[Stored data entries]

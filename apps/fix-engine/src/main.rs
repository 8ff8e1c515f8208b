//! FIX Execution Engine Binary
//!
//! Wires the configuration, instrument table, translator, router,
//! aggregation pipeline and execution engine together and runs until
//! interrupted.
//!
//! # Usage
//!
//! ```bash
//! cargo run --bin fix-engine -- config.yaml
//! ```
//!
//! The FIX session library itself is an external collaborator; the
//! binary installs a logging session so the full outbound path can be
//! exercised without broker connectivity.

use std::sync::Arc;

use anyhow::Context;
use parking_lot::Mutex;
use tokio::signal;
use tokio::sync::mpsc;
use tracing::{debug, info};

use fix_engine::config;
use fix_engine::data::store::BarStore;
use fix_engine::data::{AggregationController, InMemoryBarStore, instruments};
use fix_engine::domain::events::Event;
use fix_engine::domain::shared::Timestamp;
use fix_engine::engine::{ChannelPublisher, EngineRunner, ExecutionEngine, TradingGateway};
use fix_engine::fix::{FixRouter, FixSession, OutboundFixMessage};
use fix_engine::scheduler::WeeklyTime;
use fix_engine::telemetry;

/// Stand-in for the external session library: logs every outbound
/// message instead of transmitting it.
struct LoggingFixSession;

impl FixSession for LoggingFixSession {
    fn send(
        &self,
        message: OutboundFixMessage,
    ) -> Result<(), fix_engine::engine::GatewayError> {
        info!(?message, "outbound message");
        Ok(())
    }
}

#[tokio::main]
async fn main() -> anyhow::Result<()> {
    let config_path = std::env::args().nth(1);
    let config = config::load_config(config_path.as_deref()).context("loading configuration")?;

    telemetry::init(&config.logging.level);
    info!(trader_id = %config.trader.trader_id, "starting fix-engine");

    let instruments = instruments::load_instruments(&config.fix.instrument_table)
        .context("loading instrument table")?;
    let symbol_map = Arc::new(instruments::symbol_map(&instruments));

    let gateway: Arc<dyn TradingGateway> =
        Arc::new(FixRouter::new(Arc::new(LoggingFixSession), symbol_map));

    let (publisher, mut published) = ChannelPublisher::new();
    tokio::spawn(async move {
        while let Some(event) = published.recv().await {
            debug!(event_id = %event.event_id(), "republished event");
        }
    });

    let engine = ExecutionEngine::new(gateway, Box::new(publisher));
    let (runner, handle) = EngineRunner::new(engine);
    let runner_task = tokio::spawn(runner.run());

    // Bar pipeline: configured subscriptions feed completed bars back
    // into the engine stream and the rolling store.
    let mut controller = AggregationController::new();
    let (bar_tx, mut bar_rx) = mpsc::unbounded_channel();
    controller.register_receiver(bar_tx);
    for subscription in &config.data.subscriptions {
        controller
            .subscribe(subscription.bar_type())
            .with_context(|| format!("subscribing {}", subscription.bar_type()))?;
    }
    let store = Arc::new(Mutex::new(InMemoryBarStore::new()));
    let bar_store = store.clone();
    let bar_handle = handle.clone();
    tokio::spawn(async move {
        while let Some(event) = bar_rx.recv().await {
            bar_store
                .lock()
                .add_bar(&event.bar_type, event.bar.clone());
            bar_handle.apply(Event::BarData(event));
        }
    });

    spawn_trim_job(
        store,
        config.data.trim.at,
        config.data.trim.window_days,
        config
            .data
            .subscriptions
            .iter()
            .map(|s| s.bar_type().specification)
            .collect(),
    );
    log_session_schedule(&config.fix.connect, &config.fix.disconnect);

    signal::ctrl_c().await.context("waiting for shutdown")?;
    info!("shutdown requested");

    drop(handle);
    drop(controller);
    let engine = runner_task.await.context("engine task panicked")?;
    info!(counters = ?engine.counters(), "fix-engine stopped");
    Ok(())
}

/// Weekly bar-trim job. Each firing re-arms the next occurrence.
fn spawn_trim_job(
    store: Arc<Mutex<InMemoryBarStore>>,
    at: WeeklyTime,
    window_days: i64,
    specifications: Vec<fix_engine::domain::market::BarSpecification>,
) {
    tokio::spawn(async move {
        loop {
            let now = Timestamp::now();
            let fire_at = at.next_after(now);
            let delay = (fire_at.as_datetime() - now.as_datetime())
                .to_std()
                .unwrap_or_default();
            tokio::time::sleep(delay).await;
            let pruned =
                store
                    .lock()
                    .trim_to_window(&specifications, window_days, Timestamp::now());
            info!(pruned, "weekly bar trim complete");
        }
    });
}

fn log_session_schedule(connect: &WeeklyTime, disconnect: &WeeklyTime) {
    let now = Timestamp::now();
    info!(
        connect = %connect.next_after(now),
        disconnect = %disconnect.next_after(now),
        "session schedule armed",
    );
}
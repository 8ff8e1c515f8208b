//! Broker order id normalization.

/// Strip the broker-added suffix from an order id echoed back on the
/// wire, so reports correlate with internally tracked ids.
///
/// Brokers decorate the ClOrdID with session-scoped suffixes separated
/// by underscores (`O-123_fxcm_01` for `O-123`); everything from the
/// first underscore onward is decoration.
#[must_use]
pub fn strip_broker_suffix(raw: &str) -> &str {
    match raw.find('_') {
        Some(index) => &raw[..index],
        None => raw,
    }
}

▶ **WORK ORDER**:
Check the data line by line and report how many lines contain "Timestamp" as a word or string, giving nothing besides the number.

▶ **SOLUTION**:
4